Vocazione del Servo di Dio allo stato religioso: santa vita da lui condotta nel secolo.

La grazia del Signore, che si mirabilmente aveva prevenuta nelle benedizioni di sua dolcezza il nostro giovanetto, non mancò di venirgli in soccorso anche in quella pericolosissima età, in cui molti purtroppo, o trascinati dalle passioni, che si suscitano gagliarde, o pervertiti da conversazione di licenziosi compagni, fanno miseramente getto di quella innocenza, che fino a quel punto avevano mantenuta illibata. Luca Antonio, essendo già in sul diciottesimo anno di età, seriamente cominciò a pensare allo stato di vita, che doveva intraprendere; e poiché questo è affare di somma importanza e da consultarsi principalmente con Dio, raddoppiò a tal fine le austerità e le preghiere. Nè andò molto che esse vennero esaudite in un modo al tutto singolare. Imperocché un bel giorno che stava guardando i suoi armenti, i quali pasturavano presso un luogo detto di S. Nicolò poco discosto da Bisignano, un'ora dopo il meriggio egli udì, senza poter vedere donde partisse, una voce chiara e distinta, che per tre volte gli disse: Luca Antonio, io voglio esser servito da te.
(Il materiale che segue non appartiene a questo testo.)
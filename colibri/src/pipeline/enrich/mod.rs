mod enrich_ops;

pub use enrich_ops::{enrich_trace_file, EnrichmentSummary, CELL_COLUMN, DEFAULT_CHUNK_SIZE, UNKNOWN_CELL};
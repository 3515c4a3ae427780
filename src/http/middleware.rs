//! Request logging for the HTTP surface

use crate::gateway::{SESSION_HEADER, SESSION_HEADER_ALIAS};
use axum::{body::Body, http::Request, middleware::Next, response::Response};
use std::time::Instant;
use tracing::{error, info, warn};

/// Log each request with its session (if any), status and duration.
///
/// Client errors are logged at WARN and server errors at ERROR. For SSE
/// responses the duration is time to the response head, not the life
/// of the stream.
pub async fn log_request(request: Request<Body>, next: Next) -> Response {
    let method = request.method().clone();
    let uri = request.uri().clone();
    let session = request
        .headers()
        .get(SESSION_HEADER)
        .or_else(|| request.headers().get(SESSION_HEADER_ALIAS))
        .and_then(|v| v.to_str().ok())
        .unwrap_or("-")
        .to_string();
    let start = Instant::now();

    let response = next.run(request).await;

    let duration_ms = start.elapsed().as_millis();
    let status = response.status().as_u16();

    if response.status().is_server_error() {
        error!(%method, %uri, session = %session, status, duration_ms, "Request failed");
    } else if response.status().is_client_error() {
        warn!(%method, %uri, session = %session, status, duration_ms, "Request rejected");
    } else {
        info!(%method, %uri, session = %session, status, duration_ms, "Request completed");
    }

    response
}
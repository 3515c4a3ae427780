//! The tool seam
//!
//! Tools see only their own arguments. Progress and log notifications
//! around a call are emitted by [`ProtocolHandlers`](crate::mcp::ProtocolHandlers),
//! so a tool body stays a plain async function of its input.

use crate::mcp::error::McpError;
use crate::mcp::protocol::{ContentBlock, ToolResult, ToolSchema};
use async_trait::async_trait;
use serde_json::Value;

/// One callable MCP tool
///
/// An `Err` from [`execute`](Self::execute) becomes a JSON-RPC error
/// response carrying [`McpError::code`].
#[async_trait]
pub trait McpToolHandler: Send + Sync {
    /// Registry key, also the `name` in `tools/call`
    fn name(&self) -> &str;

    fn schema(&self) -> ToolSchema;

    /// `args` is `{}` when the client sent no arguments
    async fn execute(&self, args: Value) -> Result<ToolResult, McpError>;
}

/// Wrap markdown in a single text block
pub fn text_content(text: impl Into<String>) -> ToolResult {
    ToolResult {
        content: vec![ContentBlock::Text { text: text.into() }],
        is_error: false,
    }
}
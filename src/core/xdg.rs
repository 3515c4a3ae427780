//! XDG Base Directory Support
//!
//! Resolves where Websift looks for its configuration file on
//! Linux/Unix systems. Websift keeps no on-disk state, so only the
//! config directory is resolved.

use std::env;
use std::path::PathBuf;

/// XDG directory structure for Websift
#[derive(Debug, Clone)]
pub struct XdgDirs {
    pub config_dir: PathBuf,
}

impl XdgDirs {
    /// Create new XDG directory structure with proper resolution order
    ///
    /// Priority order (highest to lowest):
    /// 1. WEBSIFT_CONFIG_DIR
    /// 2. XDG_CONFIG_HOME
    /// 3. XDG default (~/.config)
    pub fn new() -> Self {
        Self {
            config_dir: Self::resolve_config_dir(),
        }
    }

    fn resolve_config_dir() -> PathBuf {
        if let Ok(dir) = env::var("WEBSIFT_CONFIG_DIR") {
            return PathBuf::from(dir);
        }

        if let Ok(xdg) = env::var("XDG_CONFIG_HOME") {
            return PathBuf::from(xdg).join("websift");
        }

        dirs::home_dir()
            .unwrap_or_else(|| PathBuf::from("."))
            .join(".config")
            .join("websift")
    }

    /// Get config file path
    pub fn config_file(&self) -> PathBuf {
        self.config_dir.join("config.toml")
    }

    /// Log the resolved XDG paths
    pub fn log_paths(&self) {
        tracing::debug!("XDG directories resolved:");
        tracing::debug!("  Config: {:?}", self.config_dir);
        tracing::debug!("  Config file: {:?}", self.config_file());
    }
}

impl Default for XdgDirs {
    fn default() -> Self {
        Self::new()
    }
}
//! MCP server implementation (stdio mode)
//!
//! Serves a single session over newline-delimited JSON-RPC on stdin and
//! stdout. Used when no HTTP port is configured.

use crate::mcp::error::McpError;
use crate::mcp::handlers::ProtocolHandlers;
use crate::mcp::outbox::{Outbox, OutboxReceiver};
use crate::mcp::protocol::*;
use crate::mcp::tools::ToolRegistry;
use crate::mcp::transport::StdioTransport;
use serde_json::Value;
use std::sync::Arc;
use tokio::io::{AsyncBufReadExt, AsyncWrite, BufReader};
use tracing::{debug, info};

pub struct McpServer<W: AsyncWrite + Unpin = tokio::io::Stdout> {
    transport: StdioTransport<W>,
    handlers: ProtocolHandlers,
    notifications: OutboxReceiver,
}

impl McpServer {
    pub fn new(tools: Arc<ToolRegistry>) -> Self {
        Self::with_transport(tools, StdioTransport::new())
    }

    /// Run the MCP server until stdin closes or Ctrl+C
    pub async fn run(&mut self) -> Result<(), McpError> {
        info!("Starting Websift MCP server (stdio)");

        let stdin = tokio::io::stdin();
        let mut reader = BufReader::new(stdin).lines();

        let mut shutdown = tokio::spawn(async {
            tokio::signal::ctrl_c().await.ok();
        });

        loop {
            tokio::select! {
                line = reader.next_line() => {
                    match line? {
                        Some(line) if !line.trim().is_empty() => {
                            self.process_and_respond(&line).await?;
                        }
                        None => break, // EOF
                        _ => continue,
                    }
                }

                Some(notification) = self.notifications.recv() => {
                    self.transport.send(&notification).await?;
                }

                _ = &mut shutdown => {
                    info!("Received shutdown signal");
                    break;
                }
            }
        }

        info!("MCP server shutting down");
        Ok(())
    }
}

impl<W: AsyncWrite + Unpin> McpServer<W> {
    pub fn with_transport(tools: Arc<ToolRegistry>, transport: StdioTransport<W>) -> Self {
        let (outbox, notifications) = Outbox::channel();
        Self {
            transport,
            handlers: ProtocolHandlers::new(tools, outbox),
            notifications,
        }
    }

    /// Handle one input line and write everything it produced:
    /// queued notifications first, then the response (if any)
    pub async fn process_and_respond(&mut self, line: &str) -> Result<(), McpError> {
        debug!("Received: {}", line);

        let reply = self.process_line(line).await;

        while let Ok(notification) = self.notifications.try_recv() {
            self.transport.send(&notification).await?;
        }

        if let Some(reply) = reply {
            self.transport.send(&reply).await?;
        }

        Ok(())
    }

    /// Returns the value to write back, if the input expects one
    async fn process_line(&self, line: &str) -> Option<Value> {
        let value: Value = match serde_json::from_str(line) {
            Ok(v) => v,
            Err(e) => {
                let response = JsonRpcResponse::failure(None, PARSE_ERROR, format!("Parse error: {e}"));
                return serde_json::to_value(response).ok();
            }
        };

        match value {
            Value::Array(items) => {
                if items.is_empty() {
                    let response =
                        JsonRpcResponse::failure(None, INVALID_REQUEST, "Empty batch");
                    return serde_json::to_value(response).ok();
                }
                let mut responses = Vec::new();
                for item in items {
                    if let Some(response) = self.process_message(item).await {
                        responses.push(response);
                    }
                }
                if responses.is_empty() {
                    None
                } else {
                    serde_json::to_value(responses).ok()
                }
            }
            single => {
                let response = self.process_message(single).await?;
                serde_json::to_value(response).ok()
            }
        }
    }

    async fn process_message(&self, value: Value) -> Option<JsonRpcResponse> {
        match JsonRpcMessage::from_value(value) {
            Ok(JsonRpcMessage::Request(request)) => Some(self.handlers.handle_request(request).await),
            Ok(JsonRpcMessage::Notification(notification)) => {
                self.handlers.handle_notification(notification).await;
                None
            }
            Ok(JsonRpcMessage::Response(_)) => {
                debug!("Ignoring client response");
                None
            }
            Err(error) => Some(JsonRpcResponse {
                jsonrpc: JSONRPC_VERSION.to_string(),
                id: None,
                result: None,
                error: Some(error),
            }),
        }
    }

    pub fn into_transport(self) -> StdioTransport<W> {
        self.transport
    }
}
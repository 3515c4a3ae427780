//! Handshake validation
//!
//! Pure functions that decode a POST body and decide whether it opens a
//! new session. Nothing here touches the registry.
//!
//! Two shapes open a session: a JSON-RPC `initialize` request, and the
//! bare `{"type":"initialize"}` message. The bare form is rewritten into
//! an `initialize` request so the engine only ever sees JSON-RPC.

use crate::gateway::error::GatewayError;
use crate::mcp::protocol::{
    InitializeParams, JsonRpcMessage, JsonRpcRequest, JSONRPC_VERSION, LATEST_PROTOCOL_VERSION,
};
use serde_json::{json, Value};

/// Method name that opens a session
pub const HANDSHAKE_METHOD: &str = "initialize";

/// Client name reported for sessions opened with the bare handshake
pub const BARE_HANDSHAKE_CLIENT: &str = "gateway-client";

/// A decoded POST body
#[derive(Debug, Clone)]
pub struct InboundBody {
    pub messages: Vec<JsonRpcMessage>,
    /// The body was a JSON array; responses go back as an array too
    pub is_batch: bool,
}

impl InboundBody {
    /// Decode a body into JSON-RPC messages
    pub fn parse(body: &[u8]) -> Result<Self, GatewayError> {
        let value: Value =
            serde_json::from_slice(body).map_err(|e| GatewayError::ParseError(e.to_string()))?;

        let (items, is_batch) = match value {
            Value::Array(items) => {
                if items.is_empty() {
                    return Err(GatewayError::InvalidMessage("Empty batch".to_string()));
                }
                (items, true)
            }
            single => (vec![single], false),
        };

        let messages = items
            .into_iter()
            .map(|item| {
                let item = expand_bare_handshake(item);
                JsonRpcMessage::from_value(item).map_err(|e| GatewayError::InvalidMessage(e.message))
            })
            .collect::<Result<Vec<_>, _>>()?;

        Ok(Self { messages, is_batch })
    }
}

/// `{"type":"initialize"}` (no `jsonrpc` member) becomes an `initialize`
/// request with id 0 and the latest protocol version. `clientInfo`, if
/// present, is carried over. Anything else is returned untouched.
fn expand_bare_handshake(item: Value) -> Value {
    let is_bare = item.get("jsonrpc").is_none()
        && item.get("type").and_then(Value::as_str) == Some(HANDSHAKE_METHOD);
    if !is_bare {
        return item;
    }

    let client_info = item
        .get("clientInfo")
        .cloned()
        .unwrap_or_else(|| json!({ "name": BARE_HANDSHAKE_CLIENT, "version": "" }));

    json!({
        "jsonrpc": JSONRPC_VERSION,
        "id": 0,
        "method": HANDSHAKE_METHOD,
        "params": {
            "protocolVersion": LATEST_PROTOCOL_VERSION,
            "capabilities": {},
            "clientInfo": client_info,
        }
    })
}

/// Outcome of inspecting a body for a handshake
#[derive(Debug, Clone, PartialEq)]
pub enum Handshake {
    /// Exactly one well-formed `initialize` request
    Initiate,
    /// No `initialize` request at all
    NotHandshake,
}

pub struct HandshakeValidator;

impl HandshakeValidator {
    /// Decide whether `body` is a session-initiating message.
    ///
    /// An `initialize` request must be the only message in the body and
    /// must carry well-formed initialize params.
    pub fn classify(body: &InboundBody) -> Result<Handshake, GatewayError> {
        let mut initializers = body.messages.iter().filter_map(|m| match m {
            JsonRpcMessage::Request(r) if r.method == HANDSHAKE_METHOD => Some(r),
            _ => None,
        });

        let Some(request) = initializers.next() else {
            return Ok(Handshake::NotHandshake);
        };

        if body.messages.len() > 1 {
            return Err(GatewayError::BatchInitialize);
        }

        Self::validate_params(request)?;
        Ok(Handshake::Initiate)
    }

    fn validate_params(request: &JsonRpcRequest) -> Result<(), GatewayError> {
        let params = request.params.clone().unwrap_or(Value::Null);
        serde_json::from_value::<InitializeParams>(params)
            .map(|_| ())
            .map_err(|e| GatewayError::InvalidMessage(format!("Invalid initialize params: {e}")))
    }
}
La stessa misteriosa voce fu intesa anche dal confessore, a cui fu pur rivelato ch'ei si renderebbe figlio di san Francesco, ma che prima di vestirsi delle sue divise avrebbe dovuto passare nove anni in grandi travagli.
Lieto adunque Luca Antonio per avere conosciuta la divina volontà, ma insieme dolente al vedersi differito si a lungo l'ingresso alla santa religione, si propose intanto di profittare ogni di più nelle virtù cristiane, intraprendendo un tenor di vita molto più fervoroso che non per lo innanzi. Infatti, oltre ai maltrattamenti accennati, dopo questa divina chiamata cominciò a tormentare più duramente il suo corpo col sottrargli il necessario alimento, non concedendogli che puro pane ed acqua una sola volta al giorno; anzi parendo al fervoroso giovane che quella scarsa misura d'acqua fosse soverchia delicatezza, ebbe l'animo di privarsi anche di sì meschina soddisfazione nei più forti calori di agosto; se non che, troppo sentendosi la natura oppressa per tale privazione, dopo otto giorni gli fu forza di dimettere l'ardua prova. Nondimeno in quanto al cibarsi di solo pane ed acqua, ei seppe durarvi costante per ben nove anni, cioè fintantoché entrò in convento, dove pure continuò in tal metodo, dal quale non si scostava se non allora che i Superiori prudentemente gli rallentavano un sì eccessivo rigore. E il suo stomaco si era ormai cosi abituato a tale astinenza che, avendogli una volta un nuovo confes- sore comandato di mangiar carne, in tutto il tempo che per ubbidirgli ne mangiò, ebbe a soffrire dolori fierissimi, non potendo il suo stomaco ritenerla. I quali dolori egli pazientemente sopportò per ben due mesi, e forse più a lungo sopportati gli avrebbe, se intanto non gli fosse un giorno apparso un religioso di S. Francesco, il quale gli rammentò il proposito da lui fatto di non cibarsi che di pane ed acqua; il che saputo dal suo confessore, gli ritirò il divieto lasciandogli piena libertà di digiunare a suo talento.
Ma la vita da Luca Antonio menata nel secolo, quanto fu degna di ammirazione per l'eroismo delle virtù da lui esercitate, altrettanto e forse più ancora lo fu pei favori singolari, con cui a Dio piacque d' illustrarla. Già fin d' allora ei venne elevato a contemplazioni altissime, e gli fu concesso il dominio sulle creature irrazionali, e apparve dotato del dono dei miracoli. Guari istantaneamente un suo cugino tutto attratto nelle mani e nei piedi col solo prenderlo per mano ed intimargli nel nome di Dio onnipotente che si alzasse. Un lupo affamato col solo scontrarsi in lui divenne mansueto come un agnello. Una volta egli cadde col cavallo nel fiume Crate, ed essendo dalla furia delle onde travolto e portato al fondo, non appena invocò i nomi santissimi di Gesù e di Maria, miracolosamente fu sollevato a galla e scampato da quel pericolo. Un'altra volta invece, il che è ancora più maraviglioso, dovendo passare il fiume, che scorre per mezzo di Bisignano, camminò sopra le acque e arrivò all' opposta sponda a piedi asciutti. Oltre a ciò conosceva lo stato delle anime, che uscivano di questa vita, vedendo quelle che si salvavano sotto la forma di una risplendente e vaga nuvoletta, e quelle che si dannavano sotto la forma di una nuvola nerissima.

Capo III

Il Servo di Dio entra nell'Ordine di S. Francesco, e vi professa solennemente.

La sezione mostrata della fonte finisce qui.